John Wesley Hyatt forms the Albany Dental…
1870 CE
John Wesley Hyatt forms the Albany Dental Plate Company (later renamed the Celluloid Manufacturing Company) to produce, among other things, billiard balls, false teeth, and piano keys, first in Albany in 1870, and later in Newark, New Jersey.
Hyatt's other patented inventions include roller bearings and a multiple-stitch sewing machine.
Hyatt was born in Starkey, New York, and had begun working as a printer when he was sixteen.
He later became an inventor, receiving several hundred patents.

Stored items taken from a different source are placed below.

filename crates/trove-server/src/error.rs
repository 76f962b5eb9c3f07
use axum::http::StatusCode;
use axum::response::{IntoResponse, Response};
use trove_core::error::AppError;

use crate::dto::ErrorResponse;

/// Wrapper so we can implement `IntoResponse` for `AppError`.
pub struct ApiError(pub AppError);

impl From<AppError> for ApiError {
    fn from(err: AppError) -> Self {
        Self(err)
    }
}

impl ApiError {
    fn classify(&self) -> (StatusCode, &'static str) {
        match &self.0 {
            AppError::ValidationError(_) => (StatusCode::BAD_REQUEST, "validation_error"),
            AppError::SerializationError(_) => (StatusCode::BAD_REQUEST, "serialization_error"),
            AppError::JobNotFound(_) => (StatusCode::NOT_FOUND, "not_found"),
            AppError::PoolExhausted | AppError::NoUsableIdentities => {
                (StatusCode::SERVICE_UNAVAILABLE, "unavailable")
            }
            AppError::Timeout(_) => (StatusCode::GATEWAY_TIMEOUT, "timeout"),
            AppError::DatabaseError(_) => (StatusCode::INTERNAL_SERVER_ERROR, "database_error"),
            AppError::ConfigError(_) => (StatusCode::INTERNAL_SERVER_ERROR, "config_error"),
            _ => (StatusCode::INTERNAL_SERVER_ERROR, "internal_error"),
        }
    }
}

impl IntoResponse for ApiError {
    fn into_response(self) -> Response {
        let (status, error_type) = self.classify();
        if status.is_server_error() {
            tracing::error!(error = %self.0, "Request failed");
        }

        let body = ErrorResponse {
            error: error_type.to_string(),
            message: self.0.to_string(),
        };
        (status, axum::Json(body)).into_response()
    }
}
use sqlx::PgPool;
use sqlx::postgres::PgPoolOptions;
use trove_core::AppError;

use crate::config::DatabaseConfig;
use crate::product_repository::ProductRepository;

/// Owns the connection pool and hands out repositories.
#[derive(Clone)]
pub struct Database {
    pool: PgPool,
}

impl Database {
    pub async fn connect(config: &DatabaseConfig) -> Result<Self, AppError> {
        let pool = PgPoolOptions::new()
            .max_connections(config.max_connections)
            .acquire_timeout(config.acquire_timeout)
            .connect(&config.url)
            .await
            .map_err(|e| AppError::DatabaseError(format!("Failed to connect: {e}")))?;

        tracing::info!(max_connections = config.max_connections, "Connected to product database");
        Ok(Self { pool })
    }

    pub fn from_pool(pool: PgPool) -> Self {
        Self { pool }
    }

    /// Apply the migrations under `migrations/`.
    pub async fn migrate(&self) -> Result<(), AppError> {
        sqlx::migrate!("../../migrations")
            .run(&self.pool)
            .await
            .map_err(|e| AppError::DatabaseError(format!("Migration failed: {e}")))
    }

    pub fn products(&self) -> ProductRepository {
        ProductRepository::new(self.pool.clone())
    }

    pub fn pool(&self) -> &PgPool {
        &self.pool
    }
}
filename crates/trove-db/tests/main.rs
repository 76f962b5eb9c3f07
mod integration;
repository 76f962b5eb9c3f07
use std::time::Duration;

use trove_core::AppError;

const DEFAULT_MAX_CONNECTIONS: u32 = 5;
const DEFAULT_ACQUIRE_TIMEOUT_SECS: u64 = 10;

/// Connection settings for the product database.
#[derive(Debug, Clone)]
pub struct DatabaseConfig {
    pub url: String,
    pub max_connections: u32,
    pub acquire_timeout: Duration,
}

impl DatabaseConfig {
    pub fn new(url: impl Into<String>) -> Self {
        Self {
            url: url.into(),
            max_connections: DEFAULT_MAX_CONNECTIONS,
            acquire_timeout: Duration::from_secs(DEFAULT_ACQUIRE_TIMEOUT_SECS),
        }
    }

    /// Read `DATABASE_URL` (required), `DATABASE_MAX_CONNECTIONS` and
    /// `DATABASE_ACQUIRE_TIMEOUT_SECS`.
    pub fn from_env() -> Result<Self, AppError> {
        let url = std::env::var("DATABASE_URL").map_err(|_| {
            AppError::ConfigError("DATABASE_URL not set. Required to store products.".into())
        })?;

        let mut config = Self::new(url);
        if let Some(n) = positive_env("DATABASE_MAX_CONNECTIONS")? {
            config.max_connections = u32::try_from(n).map_err(|_| {
                AppError::ConfigError(format!("DATABASE_MAX_CONNECTIONS {n} is too large"))
            })?;
        }
        if let Some(secs) = positive_env("DATABASE_ACQUIRE_TIMEOUT_SECS")? {
            config.acquire_timeout = Duration::from_secs(secs);
        }
        Ok(config)
    }
}

fn positive_env(key: &str) -> Result<Option<u64>, AppError> {
    let Ok(raw) = std::env::var(key) else {
        return Ok(None);
    };
    match raw.trim().parse::<u64>() {
        Ok(0) => Err(AppError::ConfigError(format!("{key} must be at least 1"))),
        Ok(n) => Ok(Some(n)),
        Err(_) => Err(AppError::ConfigError(format!(
            "Invalid {key} '{raw}': must be a positive integer"
        ))),
    }
}

#[cfg(test)]
mod tests {
    use super::*;

    #[test]
    fn test_defaults() {
        let config = DatabaseConfig::new("postgresql://localhost/trove");
        assert_eq!(config.max_connections, 5);
        assert_eq!(config.acquire_timeout, Duration::from_secs(10));
    }
}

Aided by his brother Isaac, he has experimented with Parkesine, a hardened form of nitrocellulose, while researching a substitute for ivory to produce billiard balls.

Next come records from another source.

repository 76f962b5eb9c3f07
//! Product extraction from schema.org JSON-LD embedded in result pages.
//!
//! Handles `Product` objects at the top level, inside `@graph`, and inside
//! `ItemList.itemListElement` (optionally wrapped in `ListItem.item`).

use scraper::{Html, Selector};
use serde_json::{Map, Value};
use trove_core::error::AppError;
use trove_core::models::RawCandidate;
use url::Url;

const JSON_LD_SELECTOR: &str = r#"script[type="application/ld+json"]"#;

/// Extract every product candidate from an HTML page.
pub fn parse_products(html: &str, page_url: &str) -> Result<Vec<RawCandidate>, AppError> {
    let selector = Selector::parse(JSON_LD_SELECTOR)
        .map_err(|e| AppError::ParseError(format!("Invalid selector: {e}")))?;
    let base = Url::parse(page_url).ok();
    let document = Html::parse_document(html);

    let mut candidates = Vec::new();
    for script in document.select(&selector) {
        let raw: String = script.text().collect();
        match serde_json::from_str::<Value>(raw.trim()) {
            Ok(value) => collect(&value, base.as_ref(), &mut candidates),
            Err(e) => tracing::debug!(error = %e, "Skipping malformed JSON-LD block"),
        }
    }
    Ok(candidates)
}

/// Page text a visitor would see, without scripts and styles.
pub fn visible_text(html: &str) -> String {
    let document = Html::parse_document(html);
    let mut text = String::new();
    for node in document.tree.root().descendants() {
        let Some(fragment) = node.value().as_text() else {
            continue;
        };
        let hidden = node
            .parent()
            .and_then(|p| p.value().as_element().map(|e| e.name()))
            .is_some_and(|name| matches!(name, "script" | "style" | "noscript" | "template"));
        if !hidden {
            text.push_str(fragment);
            text.push(' ');
        }
    }
    text
}

fn collect(value: &Value, base: Option<&Url>, out: &mut Vec<RawCandidate>) {
    match value {
        Value::Array(items) => {
            for item in items {
                collect(item, base, out);
            }
        }
        Value::Object(obj) => {
            if let Some(graph) = obj.get("@graph") {
                collect(graph, base, out);
            }
            if has_type(obj, "ItemList")
                && let Some(elements) = obj.get("itemListElement")
            {
                for element in elements.as_array().into_iter().flatten() {
                    match element.get("item") {
                        Some(item) => collect(item, base, out),
                        None => collect(element, base, out),
                    }
                }
            }
            if has_type(obj, "Product") {
                out.push(to_candidate(obj, base));
            }
        }
        _ => {}
    }
}

fn has_type(obj: &Map<String, Value>, wanted: &str) -> bool {
    match obj.get("@type") {
        Some(Value::String(t)) => t == wanted,
        Some(Value::Array(types)) => types.iter().any(|t| t.as_str() == Some(wanted)),
        _ => false,
    }
}

fn to_candidate(obj: &Map<String, Value>, base: Option<&Url>) -> RawCandidate {
    let offer = match obj.get("offers") {
        Some(Value::Array(offers)) => offers.first().and_then(Value::as_object),
        Some(Value::Object(offer)) => Some(offer),
        _ => None,
    };
    let price = offer.and_then(|o| {
        o.get("price")
            .or_else(|| o.get("lowPrice"))
            .and_then(scalar_text)
    });
    let currency = offer.and_then(|o| o.get("priceCurrency")).and_then(scalar_text);
    let condition = offer
        .and_then(|o| o.get("itemCondition"))
        .or_else(|| obj.get("itemCondition"))
        .and_then(scalar_text)
        .map(|c| condition_label(&c));

    let mut specifications = Vec::new();
    if let Some(brand) = obj.get("brand").and_then(name_of) {
        specifications.push(("brand".to_string(), brand));
    }
    for prop in obj
        .get("additionalProperty")
        .and_then(Value::as_array)
        .into_iter()
        .flatten()
    {
        if let (Some(name), Some(value)) = (
            prop.get("name").and_then(scalar_text),
            prop.get("value").and_then(scalar_text),
        ) {
            specifications.push((name, value));
        }
    }

    RawCandidate {
        title: obj.get("name").and_then(scalar_text),
        price,
        currency,
        url: obj
            .get("url")
            .or_else(|| offer.and_then(|o| o.get("url")))
            .and_then(Value::as_str)
            .map(|u| resolve(u, base)),
        category: obj.get("category").and_then(name_of),
        condition,
        specifications,
        images: images_of(obj.get("image"), base),
    }
}

fn scalar_text(value: &Value) -> Option<String> {
    match value {
        Value::String(s) if !s.trim().is_empty() => Some(s.trim().to_string()),
        Value::Number(n) => Some(n.to_string()),
        _ => None,
    }
}

/// A plain string, or an object's `name`.
fn name_of(value: &Value) -> Option<String> {
    match value {
        Value::Object(obj) => obj.get("name").and_then(scalar_text),
        other => scalar_text(other),
    }
}

/// `https://schema.org/NewCondition` -> `New`.
fn condition_label(raw: &str) -> String {
    let tail = raw.rsplit('/').next().unwrap_or(raw);
    tail.strip_suffix("Condition").unwrap_or(tail).to_string()
}

fn images_of(value: Option<&Value>, base: Option<&Url>) -> Vec<String> {
    let mut urls = Vec::new();
    let mut push = |v: &Value| {
        let url = match v {
            Value::String(s) => Some(s.as_str()),
            Value::Object(obj) => obj
                .get("url")
                .or_else(|| obj.get("contentUrl"))
                .and_then(Value::as_str),
            _ => None,
        };
        if let Some(url) = url.filter(|u| !u.trim().is_empty()) {
            urls.push(resolve(url.trim(), base));
        }
    };
    match value {
        Some(Value::Array(items)) => items.iter().for_each(&mut push),
        Some(other) => push(other),
        None => {}
    }
    urls
}

fn resolve(url: &str, base: Option<&Url>) -> String {
    match base.and_then(|b| b.join(url).ok()) {
        Some(joined) => joined.to_string(),
        None => url.to_string(),
    }
}
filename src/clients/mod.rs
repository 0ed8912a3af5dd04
//! HTTP client types for Aquarium API communication.
//!
//! This module provides the request dispatcher that every Aquarium call goes
//! through, and the [`AquariumClient`] facade built on top of it.
//!
//! # Overview
//!
//! - [`HttpClient`]: resolves URLs, attaches session headers, sends one request
//! - [`HttpRequest`]: a request to be sent to the API
//! - [`HttpMethod`]: supported HTTP methods (GET, POST, PUT, PATCH, DELETE)
//! - [`RequestBody`]: a JSON value or an opaque multipart/bytes payload
//! - [`QueryParams`]: ordered query parameters, repeated keys allowed
//! - [`aquarium::AquariumClient`]: verb methods and sign-in
//! - [`aquarium::AquariumError`]: facade error type
//!
//! # Example
//!
//! ```rust,ignore
//! use std::sync::Arc;
//! use aquarium_api::{BaseUrl, Session};
//! use aquarium_api::clients::{HttpClient, HttpMethod, HttpRequest};
//!
//! let session = Session::new(
//!     BaseUrl::new("https://aquarium.example.com")?,
//!     Default::default(),
//!     None,
//!     None,
//! )?;
//! let client = HttpClient::new(Arc::new(session), None)?;
//!
//! let request = HttpRequest::builder(HttpMethod::Get, "users/me").build()?;
//! let me = client.request(request).await?;
//! ```
//!
//! # Outcome
//!
//! Every request has exactly one outcome. Nothing is retried, and two
//! identical calls are two round-trips.

pub mod aquarium;
mod errors;
mod http_client;
mod http_request;
mod query;

pub use errors::{BodyReadError, HttpError, HttpResponseError, InvalidHttpRequestError};
pub use http_client::{HttpClient, DOMAIN_HEADER, JSON_CONTENT_TYPE, SDK_VERSION};
pub use http_request::{HttpMethod, HttpRequest, HttpRequestBuilder, RequestBody};
pub use query::QueryParams;

// Re-export the Aquarium client types at the clients module level
pub use aquarium::{AquariumClient, AquariumError};
//! Item records.
//!
//! Items are the vertices of the Aquarium graph. Every item carries a
//! server-assigned key, a type name and a free-form [`ItemData`] payload.
//! Users and bots are items too, distinguished only by their `type`.
//!
//! Timestamps are parsed as RFC 3339 (the server's `toISOString` output). A
//! record with a timestamp in any other format fails to deserialize as a
//! whole; read the raw [`Value`] instead if that can happen.

use chrono::{DateTime, Utc};
use serde::{Deserialize, Serialize};
use serde_json::{Map, Value};

/// Type name of user items.
pub const USER_TYPE: &str = "User";

/// Type name of bot items.
pub const BOT_TYPE: &str = "Bot";

/// Free-form payload of an item.
///
/// Only `name` is shared by convention; every other field is kept in
/// [`fields`](Self::fields) in the order the server sent it.
#[derive(Debug, Clone, Serialize, Deserialize, Default, PartialEq)]
pub struct ItemData {
    /// Display name of the item.
    #[serde(default, skip_serializing_if = "Option::is_none")]
    pub name: Option<String>,

    /// All other data fields.
    #[serde(flatten)]
    pub fields: Map<String, Value>,
}

/// Reference to the actor that created or updated a record.
///
/// The server sends the user's key unless the request asked for populated
/// results, in which case the full user item is embedded.
#[derive(Debug, Clone, Serialize, Deserialize, PartialEq)]
#[serde(untagged)]
pub enum ActorRef {
    /// Key of the user.
    Key(String),
    /// The populated user item.
    Item(Box<Item>),
}

impl ActorRef {
    /// Returns the actor's key, whether or not it was populated.
    #[must_use]
    pub fn key(&self) -> &str {
        match self {
            Self::Key(key) => key,
            Self::Item(item) => &item.key,
        }
    }

    /// Returns the populated item, if any.
    #[must_use]
    pub fn item(&self) -> Option<&Item> {
        match self {
            Self::Key(_) => None,
            Self::Item(item) => Some(item.as_ref()),
        }
    }
}

/// A vertex of the Aquarium graph.
#[derive(Debug, Clone, Serialize, Deserialize, PartialEq)]
#[serde(rename_all = "camelCase")]
pub struct Item {
    /// The item key.
    #[serde(rename = "_key")]
    pub key: String,

    /// The document id, `items/{key}`.
    #[serde(rename = "_id")]
    pub id: String,

    /// The document revision.
    #[serde(rename = "_rev")]
    pub rev: String,

    /// The item type name (e.g., "Shot", "User").
    #[serde(rename = "type")]
    pub item_type: String,

    /// The item payload.
    #[serde(default)]
    pub data: ItemData,

    /// Key of the item this one was created from.
    #[serde(default, skip_serializing_if = "Option::is_none")]
    pub created_from: Option<String>,

    /// Who created the item.
    pub created_by: ActorRef,

    /// When the item was created, RFC 3339.
    pub created_at: DateTime<Utc>,

    /// Who last updated the item.
    pub updated_by: ActorRef,

    /// When the item was last updated, RFC 3339.
    pub updated_at: DateTime<Utc>,

    /// Previous revisions, when requested.
    #[serde(default, skip_serializing_if = "Option::is_none")]
    pub history: Option<Vec<ItemHistory>>,
}

impl Item {
    /// Returns `true` if this item has the given type name.
    #[must_use]
    pub fn is_type(&self, item_type: &str) -> bool {
        self.item_type == item_type
    }

    /// Returns `true` if this item is a user.
    #[must_use]
    pub fn is_user(&self) -> bool {
        self.is_type(USER_TYPE)
    }

    /// Returns `true` if this item is a bot.
    #[must_use]
    pub fn is_bot(&self) -> bool {
        self.is_type(BOT_TYPE)
    }

    /// Returns the display name from the item data.
    #[must_use]
    pub fn name(&self) -> Option<&str> {
        self.data.name.as_deref()
    }
}

/// A user item.
pub type User = Item;

/// A bot item.
pub type Bot = Item;

/// A past revision of an item.
#[derive(Debug, Clone, Serialize, Deserialize, PartialEq)]
#[serde(rename_all = "camelCase")]
pub struct ItemHistory {
    /// Key of the live item this revision belongs to.
    pub original_key: String,

    /// Message recorded with the revision.
    pub message: String,

    /// The item as it was at this revision.
    #[serde(flatten)]
    pub item: Item,

    /// Any other revision metadata.
    #[serde(flatten)]
    pub extra: Map<String, Value>,
}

Parkesine had been invented by the English Alexander Parkes in 1862, and is considered the first true plastic, although it is not a success as a commercial or industrial product.
Liquid nitrocellulose, or collodion, had been used as early as 1851 by another English inventor, Frederick Scott Archer, in photographic applications; it had also been used extensively as a quick-drying film to protect the fingertips of printers.
Hyatt's eventual result is a commercially viable way of producing solid, stable nitrocellulose, which he had patented in the United States in 1869 as "Celluloid" (US patent 50359; now a genericized trademark).